In deze zaak heeft de Hoge Raad op 5 juni 2015 uitspraak gedaan in een cassatieprocedure betreffende een navorderingsaanslag in de inkomstenbelasting en premie volksverzekeringen voor het jaar 2000. De belanghebbende had beroep in cassatie ingesteld tegen de uitspraak van het Gerechtshof Amsterdam, die op 12 september 2013 was gewezen. Het Hof had de uitspraak van de Rechtbank te Haarlem bevestigd, waarin de Rechtbank de navorderingsaanslag had gehandhaafd. De Staatssecretaris van Financiën had een verweerschrift ingediend tegen het cassatieberoep.
De Advocaat-Generaal R.E.C.M. Niessen had op 16 oktober 2014 geconcludeerd tot ongegrondverklaring van het beroep in cassatie. De belanghebbende heeft schriftelijk op deze conclusie gereageerd. De Hoge Raad heeft de middelen van de belanghebbende beoordeeld. Middel 1 faalde op de gronden die zijn vermeld in een eerder arrest van de Hoge Raad in de zaak met nummer 13/05027. Middel 2 kon evenmin tot cassatie leiden, omdat het geen rechtsvragen in het belang van de rechtseenheid of de rechtsontwikkeling aan de orde stelde.

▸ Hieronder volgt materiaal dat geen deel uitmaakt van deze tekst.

//! Fanout bus: publish/subscribe layer decoupling durable writes from
//! real-time delivery.
//!
//! Two topic families: one per room (chat and room-state broadcasts) and one
//! per user (direct control events such as forced disconnect). Delivery is
//! at-most-once and best-effort — a failed publish or a lagged subscriber is
//! logged and dropped, never surfaced to the caller whose durable write
//! already committed. Clients that miss a push recover by re-querying
//! history or room state.
//!
//! This process-local implementation rides a single `tokio::sync::broadcast`
//! channel; every server instance runs one relay subscriber (see relay.rs)
//! that rebroadcasts to its locally-connected clients. An external broker
//! with the same topic/at-most-once semantics can replace it for multi-node
//! deployments.

pub mod relay;

use std::sync::Arc;

use serde::Serialize;
use tokio::sync::broadcast;

use crate::db::models::RoomStatus;

/// Capacity of the broadcast channel. Slow receivers that fall behind will
/// skip messages (RecvError::Lagged).
const BUS_CAPACITY: usize = 4096;

/// Chat message payload carried on a room topic.
#[derive(Debug, Clone, Serialize)]
pub struct MessageBroadcast {
    pub id: i64,
    pub room_id: String,
    pub sender_id: String,
    pub message_type: crate::db::models::MessageType,
    pub content: Option<String>,
    pub image_ref: Option<String>,
    pub created_at: String,
}

/// Invitation payload carried on a user topic.
#[derive(Debug, Clone, Serialize)]
pub struct InvitationBroadcast {
    pub id: String,
    pub room_id: String,
    pub sender_id: String,
    pub receiver_id: String,
}

/// Events broadcast on room topics.
#[derive(Debug, Clone, Serialize)]
#[serde(tag = "event", content = "data", rename_all = "snake_case")]
pub enum RoomEvent {
    RoomStateChanged {
        room_id: String,
        status: RoomStatus,
    },
    MessageCreated(MessageBroadcast),
    ParticipantJoined {
        room_id: String,
        user_id: String,
    },
    ParticipantLeft {
        room_id: String,
        user_id: String,
    },
    ParticipantKicked {
        room_id: String,
        user_id: String,
    },
    ParticipantDisconnected {
        room_id: String,
        user_id: String,
    },
    RoomFinished {
        room_id: String,
        participant_ids: Vec<String>,
    },
}

/// Events broadcast on user topics.
#[derive(Debug, Clone, Serialize)]
#[serde(tag = "event", content = "data", rename_all = "snake_case")]
pub enum UserEvent {
    Invited(InvitationBroadcast),
    InvitationAnswered {
        invitation_id: String,
        room_id: String,
        receiver_id: String,
        accepted: bool,
    },
    /// Instructs the session gateway to terminate every live connection of
    /// this user (kick from a room, or platform-wide moderation action).
    /// `close_code` becomes the WebSocket close code (4003 ban, 4004 kick).
    ForceDisconnect {
        reason: String,
        close_code: u16,
    },
}

/// One message on the bus: the topic it is addressed to (room:{id} or
/// user:{id}) plus the event payload.
#[derive(Debug, Clone)]
pub enum BusMessage {
    Room(String, RoomEvent),
    User(String, UserEvent),
}

/// The fanout bus handle. Cloneable — stored in AppState.
#[derive(Clone)]
pub struct FanoutBus {
    sender: broadcast::Sender<Arc<BusMessage>>,
}

impl FanoutBus {
    pub fn new() -> Self {
        let (sender, _) = broadcast::channel(BUS_CAPACITY);
        Self { sender }
    }

    /// Subscribe to the bus. The relay task calls this once per process.
    pub fn subscribe(&self) -> broadcast::Receiver<Arc<BusMessage>> {
        self.sender.subscribe()
    }

    /// Publish an event on a room topic. Fire-and-forget: a send error only
    /// means there are no subscribers.
    pub fn publish_room(&self, room_id: &str, event: RoomEvent) {
        if self
            .sender
            .send(Arc::new(BusMessage::Room(room_id.to_string(), event)))
            .is_err()
        {
            tracing::debug!(room_id = %room_id, "bus publish with no subscribers");
        }
    }

    /// Publish an event on a user topic. Fire-and-forget.
    pub fn publish_user(&self, user_id: &str, event: UserEvent) {
        if self
            .sender
            .send(Arc::new(BusMessage::User(user_id.to_string(), event)))
            .is_err()
        {
            tracing::debug!(user_id = %user_id, "bus publish with no subscribers");
        }
    }
}

impl Default for FanoutBus {
    fn default() -> Self {
        Self::new()
    }
}

#[cfg(test)]
mod tests {
    use super::*;

    #[tokio::test]
    async fn publish_reaches_subscriber() {
        let bus = FanoutBus::new();
        let mut rx = bus.subscribe();

        bus.publish_room(
            "room-1",
            RoomEvent::ParticipantJoined {
                room_id: "room-1".to_string(),
                user_id: "user-1".to_string(),
            },
        );

        let msg = rx.recv().await.unwrap();
        match &*msg {
            BusMessage::Room(room_id, RoomEvent::ParticipantJoined { user_id, .. }) => {
                assert_eq!(room_id, "room-1");
                assert_eq!(user_id, "user-1");
            }
            other => panic!("unexpected bus message: {other:?}"),
        }
    }

    #[tokio::test]
    async fn publish_without_subscribers_is_swallowed() {
        let bus = FanoutBus::new();
        // No receiver — must not panic or error out.
        bus.publish_user(
            "user-1",
            UserEvent::ForceDisconnect {
                reason: "test".to_string(),
                close_code: 4004,
            },
        );
    }
}
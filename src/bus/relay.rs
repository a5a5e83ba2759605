//! The per-process bus subscriber.
//!
//! Every server instance runs exactly one relay task. It receives every bus
//! message and rebroadcasts to the clients connected to THIS process: room
//! events go to the users locally subscribed to that room, user events go
//! straight to that user's connections. This is what lets the set of
//! WebSocket-holding processes scale horizontally behind one logical room.
//!
//! Delivery is best-effort: a lagged receiver drops messages (clients
//! recover via history/state re-fetch) and send failures are ignored.

use tokio::sync::broadcast::error::RecvError;

use crate::bus::{BusMessage, RoomEvent, UserEvent};
use crate::state::AppState;
use crate::ws::broadcast::{force_close_user, send_to_user};

/// Spawn the relay task for this process.
pub fn spawn_relay(state: AppState) {
    let mut rx = state.bus.subscribe();

    tokio::spawn(async move {
        loop {
            match rx.recv().await {
                Ok(msg) => route(&state, &msg),
                Err(RecvError::Lagged(skipped)) => {
                    tracing::warn!(skipped, "bus relay lagged, dropped messages");
                }
                Err(RecvError::Closed) => {
                    tracing::info!("bus closed, relay stopping");
                    break;
                }
            }
        }
    });
}

fn route(state: &AppState, msg: &BusMessage) {
    match msg {
        BusMessage::Room(room_id, event) => {
            // Snapshot the subscriber set so no DashMap guard is held while
            // sending.
            let subscribers: Vec<String> = state
                .room_subscriptions
                .get(room_id)
                .map(|s| s.iter().cloned().collect())
                .unwrap_or_default();

            for user_id in &subscribers {
                send_to_user(&state.connections, user_id, event);
            }

            // Local subscription upkeep: exited users stop receiving room
            // broadcasts, and a finished room's topic empties out.
            match event {
                RoomEvent::ParticipantLeft { user_id, .. }
                | RoomEvent::ParticipantKicked { user_id, .. } => {
                    if let Some(mut subscribers) = state.room_subscriptions.get_mut(room_id) {
                        subscribers.remove(user_id);
                    }
                }
                RoomEvent::RoomFinished { .. } => {
                    state.room_subscriptions.remove(room_id);
                }
                _ => {}
            }
        }
        BusMessage::User(user_id, event) => {
            send_to_user(&state.connections, user_id, event);

            if let UserEvent::ForceDisconnect { reason, close_code } = event {
                force_close_user(&state.connections, user_id, *close_code, reason);
            }
        }
    }
}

De Hoge Raad heeft geen termen aanwezig geacht voor een veroordeling in de proceskosten. Uiteindelijk heeft de Hoge Raad het beroep in cassatie ongegrond verklaard. Dit arrest is gewezen door de vice-president J.A.C.A. Overgaauw als voorzitter, en de raadsheren D.G. van Vliet, P. Lourens, C.B. Bavinck en P.M.F. van Loon, in tegenwoordigheid van de waarnemend griffier E. Cichowski, en is in het openbaar uitgesproken op 5 juni 2015.